## TASK
Pull every line that holds the word "parents" from the entries.
----------------------------------------
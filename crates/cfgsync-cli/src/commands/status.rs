//! `cfgsync status` command - Display repository and upstream state.

use anyhow::Result;
use cfgsync_core::SyncManager;
use cfgsync_git::{GitOps, Repository, RepositoryState};
use chrono::{DateTime, Utc};
use colored::Colorize;
use serde::Serialize;

use super::GlobalArgs;
use super::utils;
use crate::output;

/// Run the status command.
pub fn run(global: &GlobalArgs, json: bool) -> Result<()> {
    let manager = utils::manager(global)?;
    let status = collect(&manager)?;

    if json {
        println!("{}", serde_json::to_string_pretty(&status)?);
    } else {
        print_status(&status);
    }
    Ok(())
}

#[derive(Debug, Serialize)]
struct StatusOutput {
    directory: String,
    repository: bool,
    upstream: Option<String>,
    branch: Option<String>,
    ahead: usize,
    can_commit: bool,
    merging: bool,
    last_commit: Option<LastCommit>,
}

#[derive(Debug, Serialize)]
struct LastCommit {
    id: String,
    summary: String,
    time: Option<DateTime<Utc>>,
}

fn collect(manager: &SyncManager) -> Result<StatusOutput> {
    let directory = manager.dir().display().to_string();
    if !manager.is_repository_exists() {
        return Ok(StatusOutput {
            directory,
            repository: false,
            upstream: None,
            branch: None,
            ahead: 0,
            can_commit: false,
            merging: false,
            last_commit: None,
        });
    }

    let repo = Repository::open(manager.dir())?;
    let last_commit = match repo.head_oid()? {
        Some(oid) => {
            let commit = repo.inner().find_commit(oid)?;
            Some(LastCommit {
                id: oid.to_string(),
                summary: commit.summary().unwrap_or_default().to_string(),
                time: DateTime::from_timestamp(commit.time().seconds(), 0),
            })
        }
        None => None,
    };

    Ok(StatusOutput {
        directory,
        repository: true,
        upstream: manager.upstream()?,
        branch: repo.current_branch()?,
        ahead: manager.ahead_commits_count()?,
        can_commit: manager.can_commit()?,
        merging: repo.state() == RepositoryState::Merge,
        last_commit,
    })
}

fn print_status(status: &StatusOutput) {
    println!();
    println!("  {} {}", "Settings".bold(), status.directory);
    output::hr();

    if !status.repository {
        output::info("No settings repository yet. Use `cfgsync init` to create one.");
        return;
    }

    let upstream = status
        .upstream
        .as_deref()
        .map_or_else(|| "none".dimmed().to_string(), ToString::to_string);
    output::detail(&format!("  Upstream     {upstream}"));
    output::detail(&format!(
        "  Branch       {}",
        status.branch.as_deref().unwrap_or("(detached)")
    ));
    output::detail(&format!("  Ahead        {}", output::ahead(status.ahead)));

    let state = if status.merging && !status.can_commit {
        "merge conflict - run `cfgsync reset --theirs` or `--mine`".red().to_string()
    } else if status.merging {
        "merge in progress".yellow().to_string()
    } else {
        "clean".green().to_string()
    };
    output::detail(&format!("  State        {state}"));

    if let Some(commit) = &status.last_commit {
        let when = commit
            .time
            .map(|t| t.format("%Y-%m-%d %H:%M").to_string())
            .unwrap_or_default();
        output::detail(&format!(
            "  Last commit  {} {} {}",
            commit.id[..7].yellow(),
            commit.summary,
            when.dimmed()
        ));
    }
    println!();
}
impl Repository {
    /// Create a repository at `path` with `initial_branch` as HEAD.
    ///
    /// # Errors
    /// Returns error if the directory or repository can't be created.
    pub fn init(path: impl AsRef<Path>, initial_branch: &str) -> Result<Self> {
        let path = path.as_ref();
        fs::create_dir_all(path)?;

        let mut opts = RepositoryInitOptions::new();
        opts.initial_head(initial_branch);
        let inner = git2::Repository::init_opts(path, &opts)?;
        Ok(Self { inner })
    }

    /// Open the repository whose working tree is `path`.
    ///
    /// Parent directories are not searched.
    ///
    /// # Errors
    /// Returns `NotARepository` if there is no repository at `path`.
    pub fn open(path: impl AsRef<Path>) -> Result<Self> {
        match git2::Repository::open(path.as_ref()) {
            Ok(inner) => Ok(Self { inner }),
            Err(e) if e.code() == ErrorCode::NotFound => Err(Error::NotARepository),
            Err(e) => Err(e.into()),
        }
    }

    /// Structural check: does `workdir` hold an object database?
    #[must_use]
    pub fn exists_at(workdir: impl AsRef<Path>) -> bool {
        workdir.as_ref().join(".git").join("objects").is_dir()
    }

    /// Whether `dir` is a repository: it has a `.git` entry, or it opens
    /// as a bare repository. Open failures mean "not a repository".
    #[must_use]
    pub fn is_valid(dir: impl AsRef<Path>) -> bool {
        let dir = dir.as_ref();
        if dir.join(".git").exists() {
            return true;
        }

        match git2::Repository::open_bare(dir) {
            Ok(_) => true,
            Err(e) => {
                log::debug!("{} is not a bare repository: {e}", dir.display());
                false
            }
        }
    }

    /// Get the path to the .git directory.
    #[must_use]
    pub fn git_dir(&self) -> &Path {
        self.inner.path()
    }

    /// Get the current repository state.
    #[must_use]
    pub fn state(&self) -> RepositoryState {
        self.inner.state()
    }

    /// Name of the checked-out branch, `None` when detached.
    ///
    /// # Errors
    /// Returns error if HEAD can't be read.
    pub fn current_branch(&self) -> Result<Option<String>> {
        Ok(self
            .head_symbolic_target()?
            .and_then(|target| target.strip_prefix("refs/heads/").map(String::from)))
    }

    /// Get a reference to the underlying git2 repository.
    ///
    /// Use sparingly - prefer high-level methods.
    #[must_use]
    pub const fn inner(&self) -> &git2::Repository {
        &self.inner
    }

    fn workdir_path(&self) -> Result<&Path> {
        self.inner.workdir().ok_or(Error::BareRepository)
    }

    fn head_commit(&self) -> Result<Option<git2::Commit<'_>>> {
        match self.inner.head() {
            Ok(head) => Ok(Some(head.peel_to_commit()?)),
            Err(e) if matches!(e.code(), ErrorCode::UnbornBranch | ErrorCode::NotFound) => {
                Ok(None)
            }
            Err(e) => Err(e.into()),
        }
    }

    fn signature(&self, identity: &Identity) -> Result<Signature<'static>> {
        match self.inner.signature() {
            Ok(sig) => Ok(sig),
            Err(_) => Ok(Signature::now(&identity.name, &identity.email)?),
        }
    }

    fn merge_heads(&self) -> Result<Vec<Oid>> {
        if self.inner.state() != RepositoryState::Merge {
            return Ok(Vec::new());
        }

        let content = match fs::read_to_string(self.inner.path().join("MERGE_HEAD")) {
            Ok(content) => content,
            Err(e) if e.kind() == io::ErrorKind::NotFound => return Ok(Vec::new()),
            Err(e) => return Err(e.into()),
        };
        content
            .lines()
            .map(str::trim)
            .filter(|line| !line.is_empty())
            .map(|line| Oid::from_str(line).map_err(Error::from))
            .collect()
    }

    fn find_remote(&self, name: &str) -> Result<Option<git2::Remote<'_>>> {
        match self.inner.find_remote(name) {
            Ok(remote) => Ok(Some(remote)),
            Err(e) if matches!(e.code(), ErrorCode::NotFound | ErrorCode::InvalidSpec) => Ok(None),
            Err(e) => Err(e.into()),
        }
    }

    fn tracking_id(&self, remote: &str, branch: &str) -> Result<Option<Oid>> {
        self.ref_oid(&tracking_ref(remote, branch))
    }

    fn tree_of(&self, oid: Option<Oid>) -> Result<Option<git2::Tree<'_>>> {
        let Some(oid) = oid else {
            return Ok(None);
        };
        Ok(Some(self.inner.find_commit(oid)?.tree()?))
    }

    fn commit_tree(&self, tree_id: Oid, message: &str, identity: &Identity) -> Result<Oid> {
        let tree = self.inner.find_tree(tree_id)?;
        let sig = self.signature(identity)?;
        let merge_heads = self.merge_heads()?;

        let mut parents: Vec<git2::Commit<'_>> = self.head_commit()?.into_iter().collect();
        for oid in &merge_heads {
            parents.push(self.inner.find_commit(*oid)?);
        }
        let parent_refs: Vec<&git2::Commit<'_>> = parents.iter().collect();

        let oid = self
            .inner
            .commit(Some("HEAD"), &sig, &sig, message, &tree, &parent_refs)?;
        if !merge_heads.is_empty() {
            self.inner.cleanup_state()?;
        }
        log::debug!("committed {oid}: {message}");
        Ok(oid)
    }

    fn fetch_head_id(&self, branch: &str) -> Result<Option<Oid>> {
        let wanted = format!("refs/heads/{branch}");
        let mut found = None;
        let scanned = self.inner.fetchhead_foreach(|refname, _url, oid, _is_merge| {
            if refname == wanted {
                found = Some(*oid);
            }
            true
        });

        match scanned {
            Ok(()) => Ok(found),
            Err(e) if e.code() == ErrorCode::NotFound => Ok(None),
            Err(e) => Err(e.into()),
        }
    }
}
----------------------------------------
## ANSWER BOX
        let mut parents: Vec<git2::Commit<'_>> = self.head_commit()?.into_iter().collect();
            parents.push(self.inner.find_commit(*oid)?);
        let parent_refs: Vec<&git2::Commit<'_>> = parents.iter().collect();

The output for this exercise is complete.